(Beginning of DATASET RECORDS)
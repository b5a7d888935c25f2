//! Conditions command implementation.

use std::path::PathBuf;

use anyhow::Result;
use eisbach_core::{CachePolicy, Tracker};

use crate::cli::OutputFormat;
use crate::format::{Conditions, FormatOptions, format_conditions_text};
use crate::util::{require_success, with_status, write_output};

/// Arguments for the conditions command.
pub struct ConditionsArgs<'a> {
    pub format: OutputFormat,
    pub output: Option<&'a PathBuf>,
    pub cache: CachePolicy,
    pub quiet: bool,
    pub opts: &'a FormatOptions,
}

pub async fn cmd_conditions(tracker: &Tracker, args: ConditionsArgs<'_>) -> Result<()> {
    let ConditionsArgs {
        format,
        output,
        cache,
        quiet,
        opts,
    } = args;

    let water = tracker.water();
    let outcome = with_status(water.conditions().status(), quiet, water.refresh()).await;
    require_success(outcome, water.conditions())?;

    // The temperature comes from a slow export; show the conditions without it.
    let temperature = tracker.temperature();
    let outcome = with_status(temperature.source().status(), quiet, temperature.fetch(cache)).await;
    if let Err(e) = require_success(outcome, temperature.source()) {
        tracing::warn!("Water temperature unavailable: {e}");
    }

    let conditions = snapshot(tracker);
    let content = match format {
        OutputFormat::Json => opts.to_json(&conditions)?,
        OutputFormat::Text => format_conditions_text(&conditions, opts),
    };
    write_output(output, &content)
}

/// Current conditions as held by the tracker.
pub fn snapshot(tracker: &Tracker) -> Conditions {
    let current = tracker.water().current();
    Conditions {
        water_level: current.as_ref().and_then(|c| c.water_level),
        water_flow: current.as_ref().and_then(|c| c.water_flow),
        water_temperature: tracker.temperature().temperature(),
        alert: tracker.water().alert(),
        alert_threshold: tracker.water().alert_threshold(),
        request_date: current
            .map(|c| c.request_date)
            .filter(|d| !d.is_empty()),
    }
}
(End of DATASET RECORDS)
(Beginning of DATASET RECORDS)
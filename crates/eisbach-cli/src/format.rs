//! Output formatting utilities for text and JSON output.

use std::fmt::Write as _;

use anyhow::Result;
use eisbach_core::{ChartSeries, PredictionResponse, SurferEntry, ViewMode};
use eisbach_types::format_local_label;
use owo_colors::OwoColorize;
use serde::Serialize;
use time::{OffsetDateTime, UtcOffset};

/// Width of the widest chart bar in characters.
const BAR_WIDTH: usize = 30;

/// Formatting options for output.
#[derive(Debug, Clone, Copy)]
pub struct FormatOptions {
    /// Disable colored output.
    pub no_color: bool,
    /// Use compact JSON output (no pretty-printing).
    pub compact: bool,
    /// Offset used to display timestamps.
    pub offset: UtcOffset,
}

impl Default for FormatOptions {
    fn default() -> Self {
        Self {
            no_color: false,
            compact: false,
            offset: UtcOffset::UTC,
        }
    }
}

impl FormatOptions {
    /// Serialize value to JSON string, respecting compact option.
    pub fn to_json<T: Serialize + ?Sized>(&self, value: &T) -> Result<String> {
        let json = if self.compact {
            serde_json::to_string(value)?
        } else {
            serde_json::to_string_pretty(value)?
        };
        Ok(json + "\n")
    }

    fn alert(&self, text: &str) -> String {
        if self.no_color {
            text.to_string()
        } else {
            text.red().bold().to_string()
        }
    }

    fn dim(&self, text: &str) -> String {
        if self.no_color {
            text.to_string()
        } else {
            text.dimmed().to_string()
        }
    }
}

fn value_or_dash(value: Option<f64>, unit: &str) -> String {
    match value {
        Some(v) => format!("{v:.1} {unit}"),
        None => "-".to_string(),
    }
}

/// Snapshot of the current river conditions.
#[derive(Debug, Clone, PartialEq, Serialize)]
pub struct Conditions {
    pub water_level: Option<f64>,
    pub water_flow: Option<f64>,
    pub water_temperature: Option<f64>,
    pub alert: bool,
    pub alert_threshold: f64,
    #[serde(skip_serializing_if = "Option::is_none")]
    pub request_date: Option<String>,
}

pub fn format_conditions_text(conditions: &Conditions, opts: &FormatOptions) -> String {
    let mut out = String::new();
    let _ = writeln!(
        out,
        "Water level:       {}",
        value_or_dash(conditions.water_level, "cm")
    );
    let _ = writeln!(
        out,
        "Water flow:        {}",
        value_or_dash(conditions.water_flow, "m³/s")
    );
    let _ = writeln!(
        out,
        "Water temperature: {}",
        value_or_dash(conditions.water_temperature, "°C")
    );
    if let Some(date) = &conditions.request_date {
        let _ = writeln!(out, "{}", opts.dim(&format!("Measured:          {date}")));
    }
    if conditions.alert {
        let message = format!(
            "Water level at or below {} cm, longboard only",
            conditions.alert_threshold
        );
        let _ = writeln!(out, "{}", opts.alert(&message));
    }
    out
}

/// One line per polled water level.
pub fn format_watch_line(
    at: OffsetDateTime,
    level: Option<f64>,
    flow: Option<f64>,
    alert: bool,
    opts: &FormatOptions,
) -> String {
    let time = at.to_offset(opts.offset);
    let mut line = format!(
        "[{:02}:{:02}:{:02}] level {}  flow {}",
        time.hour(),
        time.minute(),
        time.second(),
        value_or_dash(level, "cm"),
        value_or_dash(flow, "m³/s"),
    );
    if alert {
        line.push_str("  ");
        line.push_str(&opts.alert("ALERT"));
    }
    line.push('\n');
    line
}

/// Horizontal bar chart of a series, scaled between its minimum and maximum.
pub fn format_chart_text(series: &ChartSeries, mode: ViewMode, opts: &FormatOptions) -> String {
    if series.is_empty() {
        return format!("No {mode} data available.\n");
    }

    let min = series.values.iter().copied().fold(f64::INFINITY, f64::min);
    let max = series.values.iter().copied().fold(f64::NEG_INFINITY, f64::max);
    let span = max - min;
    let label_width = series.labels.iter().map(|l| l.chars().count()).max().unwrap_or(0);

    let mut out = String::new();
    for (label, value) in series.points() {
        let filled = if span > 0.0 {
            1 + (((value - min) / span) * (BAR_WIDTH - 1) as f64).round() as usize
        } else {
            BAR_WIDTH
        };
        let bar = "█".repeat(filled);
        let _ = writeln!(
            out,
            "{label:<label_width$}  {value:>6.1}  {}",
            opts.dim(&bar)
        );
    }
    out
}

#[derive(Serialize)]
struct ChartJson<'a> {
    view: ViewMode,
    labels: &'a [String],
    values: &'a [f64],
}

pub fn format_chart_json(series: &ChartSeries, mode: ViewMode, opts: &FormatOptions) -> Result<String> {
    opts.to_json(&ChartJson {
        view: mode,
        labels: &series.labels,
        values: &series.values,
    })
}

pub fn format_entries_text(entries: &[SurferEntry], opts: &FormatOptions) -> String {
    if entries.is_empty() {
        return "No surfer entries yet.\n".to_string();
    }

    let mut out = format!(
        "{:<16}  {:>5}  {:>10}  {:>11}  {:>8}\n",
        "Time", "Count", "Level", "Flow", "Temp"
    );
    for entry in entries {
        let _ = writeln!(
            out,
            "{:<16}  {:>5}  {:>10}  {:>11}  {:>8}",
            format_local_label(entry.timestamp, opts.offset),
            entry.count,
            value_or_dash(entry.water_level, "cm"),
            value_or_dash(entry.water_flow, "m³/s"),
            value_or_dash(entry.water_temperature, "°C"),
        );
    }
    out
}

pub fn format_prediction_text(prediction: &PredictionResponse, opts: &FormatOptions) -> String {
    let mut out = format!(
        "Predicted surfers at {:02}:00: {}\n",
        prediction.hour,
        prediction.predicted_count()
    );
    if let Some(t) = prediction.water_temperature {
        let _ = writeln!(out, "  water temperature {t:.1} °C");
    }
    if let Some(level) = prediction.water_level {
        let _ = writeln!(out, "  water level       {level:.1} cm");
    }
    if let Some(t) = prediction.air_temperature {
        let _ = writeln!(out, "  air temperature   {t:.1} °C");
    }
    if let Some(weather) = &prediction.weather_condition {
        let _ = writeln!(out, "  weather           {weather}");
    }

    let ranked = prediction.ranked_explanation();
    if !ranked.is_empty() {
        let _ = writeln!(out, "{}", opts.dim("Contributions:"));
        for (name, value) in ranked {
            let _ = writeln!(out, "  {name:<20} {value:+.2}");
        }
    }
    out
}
(End of DATASET RECORDS)
(Beginning of DATASET RECORDS)
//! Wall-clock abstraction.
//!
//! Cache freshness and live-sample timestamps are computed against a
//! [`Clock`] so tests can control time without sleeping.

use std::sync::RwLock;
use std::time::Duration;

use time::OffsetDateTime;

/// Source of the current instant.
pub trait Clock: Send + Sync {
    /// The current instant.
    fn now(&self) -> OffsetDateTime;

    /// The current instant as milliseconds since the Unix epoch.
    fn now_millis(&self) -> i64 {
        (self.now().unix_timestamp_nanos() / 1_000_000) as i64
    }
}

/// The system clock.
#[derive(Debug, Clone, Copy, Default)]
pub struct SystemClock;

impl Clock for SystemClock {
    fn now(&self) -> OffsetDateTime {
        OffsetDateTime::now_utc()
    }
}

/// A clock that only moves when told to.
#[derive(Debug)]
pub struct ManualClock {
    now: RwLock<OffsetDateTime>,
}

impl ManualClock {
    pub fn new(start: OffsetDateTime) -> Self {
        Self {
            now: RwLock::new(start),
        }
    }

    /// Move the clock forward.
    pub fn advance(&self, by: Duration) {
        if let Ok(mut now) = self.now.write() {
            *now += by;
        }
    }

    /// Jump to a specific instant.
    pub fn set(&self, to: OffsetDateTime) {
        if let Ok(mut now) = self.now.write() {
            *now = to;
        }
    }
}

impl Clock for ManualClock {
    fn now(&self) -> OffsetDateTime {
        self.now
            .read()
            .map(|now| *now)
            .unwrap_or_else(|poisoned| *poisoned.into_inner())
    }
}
(End of DATASET RECORDS)
• REQUIREMENT
Filter the entries and copy each line with "await".

• FINISHED TASK
    let outcome = with_status(water.conditions().status(), quiet, water.refresh()).await;
    let outcome = with_status(temperature.source().status(), quiet, temperature.fetch(cache)).await;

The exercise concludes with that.